> EXERCISE DETAILS
Find the string "errors" in the records. Copy every line it appears in.

[[ RECORDS FOR PROCESSING, beginning ]]

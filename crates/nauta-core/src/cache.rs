//! Cache de resultados de consulta com TTL

use crate::aggregator::AggregateResult;
use crate::model::{ResourceKind, ScopeFilter};
use async_trait::async_trait;
use parking_lot::Mutex;
use std::collections::HashMap;
use std::sync::atomic::{AtomicU64, Ordering};
use std::sync::Arc;
use std::time::Duration;
use tokio::time::Instant;
use tracing::debug;

/// Espaço das consultas que abrangem todos os backends
pub const ALL_BACKENDS: &str = "all";
/// Espaço das consultas de um único backend; ids de backend não contêm `|`
pub const BACKEND_SCOPE: &str = "backend:";

/// Armazenamento chave-valor com expiração
#[async_trait]
pub trait CacheStore: Send + Sync {
    async fn get(&self, key: &str) -> Option<String>;
    async fn set(&self, key: &str, value: String, ttl: Duration);
    /// Remove todas as chaves com o prefixo; devolve quantas saíram
    async fn delete_prefix(&self, prefix: &str) -> usize;
}

#[derive(Debug, Clone)]
struct CachedValue {
    value: String,
    stored_at: Instant,
    ttl: Duration,
}

impl CachedValue {
    fn is_expired(&self) -> bool {
        self.stored_at.elapsed() >= self.ttl
    }
}

#[derive(Debug, Default)]
pub struct MemoryCacheStore {
    entries: Mutex<HashMap<String, CachedValue>>,
}

impl MemoryCacheStore {
    pub fn new() -> Self {
        Self::default()
    }

    pub fn len(&self) -> usize {
        self.entries.lock().len()
    }

    pub fn is_empty(&self) -> bool {
        self.len() == 0
    }
}

#[async_trait]
impl CacheStore for MemoryCacheStore {
    async fn get(&self, key: &str) -> Option<String> {
        let mut entries = self.entries.lock();
        match entries.get(key) {
            Some(entry) if entry.is_expired() => {
                entries.remove(key);
                None
            }
            Some(entry) => Some(entry.value.clone()),
            None => None,
        }
    }

    async fn set(&self, key: &str, value: String, ttl: Duration) {
        let mut entries = self.entries.lock();
        entries.retain(|_, e| !e.is_expired());
        entries.insert(
            key.to_string(),
            CachedValue {
                value,
                stored_at: Instant::now(),
                ttl,
            },
        );
    }

    async fn delete_prefix(&self, prefix: &str) -> usize {
        let mut entries = self.entries.lock();
        let before = entries.len();
        entries.retain(|k, _| !k.starts_with(prefix));
        before - entries.len()
    }
}

/// `all|kind|` ou `backend:<id>|kind|`
fn key_prefix(backend_id: Option<&str>, kind: ResourceKind) -> String {
    match backend_id {
        Some(id) => format!("{BACKEND_SCOPE}{id}|{kind}|"),
        None => format!("{ALL_BACKENDS}|{kind}|"),
    }
}

/// Prefixo do escopo seguido da impressão digital do filtro
pub fn cache_key(backend_id: Option<&str>, kind: ResourceKind, scope: &ScopeFilter) -> String {
    format!("{}{}", key_prefix(backend_id, kind), scope.fingerprint())
}

/// Cache das consultas agregadas. Só guarda resultados sem erros.
pub struct QueryCache {
    store: Arc<dyn CacheStore>,
    ttl: Duration,
    enabled: bool,
    /// Incrementado a cada invalidação; resultados obtidos antes dela não são gravados
    epoch: AtomicU64,
    hits: AtomicU64,
    misses: AtomicU64,
}

impl QueryCache {
    pub fn new(store: Arc<dyn CacheStore>, ttl: Duration) -> Self {
        Self {
            store,
            ttl,
            enabled: !ttl.is_zero(),
            epoch: AtomicU64::new(0),
            hits: AtomicU64::new(0),
            misses: AtomicU64::new(0),
        }
    }

    pub fn in_memory(ttl: Duration) -> Self {
        Self::new(Arc::new(MemoryCacheStore::new()), ttl)
    }

    pub fn disabled() -> Self {
        let mut cache = Self::in_memory(Duration::ZERO);
        cache.enabled = false;
        cache
    }

    pub fn is_enabled(&self) -> bool {
        self.enabled
    }

    pub fn epoch(&self) -> u64 {
        self.epoch.load(Ordering::SeqCst)
    }

    pub fn hits(&self) -> u64 {
        self.hits.load(Ordering::Relaxed)
    }

    pub fn misses(&self) -> u64 {
        self.misses.load(Ordering::Relaxed)
    }

    pub async fn get(&self, kind: ResourceKind, scope: &ScopeFilter) -> Option<AggregateResult> {
        if !self.enabled {
            return None;
        }
        let key = cache_key(scope.backend_id.as_deref(), kind, scope);
        let cached = self
            .store
            .get(&key)
            .await
            .and_then(|text| serde_json::from_str::<AggregateResult>(&text).ok());
        match cached {
            Some(result) => {
                self.hits.fetch_add(1, Ordering::Relaxed);
                debug!(%key, "cache hit");
                Some(result)
            }
            None => {
                self.misses.fetch_add(1, Ordering::Relaxed);
                None
            }
        }
    }

    /// Grava o resultado se ele não tiver erros e nenhuma invalidação
    /// ocorreu desde `epoch`.
    pub async fn put(
        &self,
        kind: ResourceKind,
        scope: &ScopeFilter,
        result: &AggregateResult,
        epoch: u64,
    ) {
        if !self.enabled || !result.errors.is_empty() || self.epoch() != epoch {
            return;
        }
        let key = cache_key(scope.backend_id.as_deref(), kind, scope);
        match serde_json::to_string(result) {
            Ok(text) => self.store.set(&key, text, self.ttl).await,
            Err(e) => debug!(%key, error = %e, "resultado não serializável, cache ignorado"),
        }
    }

    /// Descarta as consultas do backend e as agregadas do mesmo tipo.
    pub async fn invalidate(&self, backend_id: &str, kind: ResourceKind) {
        self.epoch.fetch_add(1, Ordering::SeqCst);
        if !self.enabled {
            return;
        }
        let mut removed = 0;
        for prefix in [key_prefix(Some(backend_id), kind), key_prefix(None, kind)] {
            removed += self.store.delete_prefix(&prefix).await;
        }
        debug!(backend = %backend_id, %kind, removed, "cache invalidado");
    }
}

#[cfg(test)]
mod tests {
    use super::*;
    use crate::error::CoreError;
    use crate::model::{BackendRef, Resource, ResourceStatus};
    use std::collections::BTreeMap;

    fn result(id: &str) -> AggregateResult {
        AggregateResult {
            resources: vec![Resource {
                kind: ResourceKind::Container,
                id: id.to_string(),
                name: id.to_string(),
                status: ResourceStatus::Running,
                labels: BTreeMap::new(),
                backend_ref: BackendRef::new("a"),
                created_at: 0,
                size_bytes: 0,
                attributes: BTreeMap::new(),
            }],
            errors: BTreeMap::new(),
        }
    }

    #[tokio::test(start_paused = true)]
    async fn test_entries_expire() {
        let cache = QueryCache::in_memory(Duration::from_secs(10));
        let scope = ScopeFilter::for_backend("a");
        cache.put(ResourceKind::Container, &scope, &result("c1"), cache.epoch()).await;
        assert!(cache.get(ResourceKind::Container, &scope).await.is_some());

        tokio::time::advance(Duration::from_secs(11)).await;
        assert!(cache.get(ResourceKind::Container, &scope).await.is_none());
        assert_eq!(cache.hits(), 1);
        assert_eq!(cache.misses(), 1);
    }

    #[tokio::test]
    async fn test_invalidation_covers_backend_and_all() {
        let cache = QueryCache::in_memory(Duration::from_secs(10));
        let a = ScopeFilter::for_backend("a");
        let b = ScopeFilter::for_backend("b");
        let all = ScopeFilter::default();
        for scope in [&a, &b, &all] {
            cache.put(ResourceKind::Container, scope, &result("c1"), cache.epoch()).await;
        }
        cache.put(ResourceKind::Image, &a, &result("i1"), cache.epoch()).await;

        cache.invalidate("a", ResourceKind::Container).await;

        assert!(cache.get(ResourceKind::Container, &a).await.is_none());
        assert!(cache.get(ResourceKind::Container, &all).await.is_none());
        assert!(cache.get(ResourceKind::Container, &b).await.is_some());
        assert!(cache.get(ResourceKind::Image, &a).await.is_some());
    }

    #[tokio::test]
    async fn test_backend_named_all_does_not_share_aggregated_entry() {
        let cache = QueryCache::in_memory(Duration::from_secs(10));
        let only_all = ScopeFilter::for_backend("all");
        let aggregated = ScopeFilter::default();
        assert_ne!(
            cache_key(Some("all"), ResourceKind::Container, &aggregated),
            cache_key(None, ResourceKind::Container, &aggregated)
        );

        cache.put(ResourceKind::Container, &aggregated, &result("agg"), cache.epoch()).await;
        assert!(cache.get(ResourceKind::Container, &only_all).await.is_none());

        cache.put(ResourceKind::Container, &only_all, &result("solo"), cache.epoch()).await;
        let hit = cache.get(ResourceKind::Container, &aggregated).await.unwrap();
        assert_eq!(hit.resources[0].id, "agg");
    }

    #[tokio::test]
    async fn test_invalidation_does_not_leak_to_longer_ids() {
        let cache = QueryCache::in_memory(Duration::from_secs(10));
        let a = ScopeFilter::for_backend("a");
        let ab = ScopeFilter::for_backend("ab");
        cache.put(ResourceKind::Container, &a, &result("c1"), cache.epoch()).await;
        cache.put(ResourceKind::Container, &ab, &result("c2"), cache.epoch()).await;

        cache.invalidate("a", ResourceKind::Container).await;
        assert!(cache.get(ResourceKind::Container, &a).await.is_none());
        assert!(cache.get(ResourceKind::Container, &ab).await.is_some());
    }

    #[tokio::test]
    async fn test_partial_results_not_cached() {
        let cache = QueryCache::in_memory(Duration::from_secs(10));
        let scope = ScopeFilter::default();
        let mut partial = result("c1");
        partial
            .errors
            .insert("b".to_string(), CoreError::connection("refused"));
        cache.put(ResourceKind::Container, &scope, &partial, cache.epoch()).await;
        assert!(cache.get(ResourceKind::Container, &scope).await.is_none());
    }

    #[tokio::test]
    async fn test_stale_epoch_is_not_stored() {
        let cache = QueryCache::in_memory(Duration::from_secs(10));
        let scope = ScopeFilter::for_backend("a");
        let epoch = cache.epoch();
        cache.invalidate("a", ResourceKind::Container).await;
        cache.put(ResourceKind::Container, &scope, &result("c1"), epoch).await;
        assert!(cache.get(ResourceKind::Container, &scope).await.is_none());
    }
}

[[ RECORDS FOR PROCESSING, end ]]

> SOLUTION TO THIS EXERCISE
        if !self.enabled || !result.errors.is_empty() || self.epoch() != epoch {
            errors: BTreeMap::new(),
            .errors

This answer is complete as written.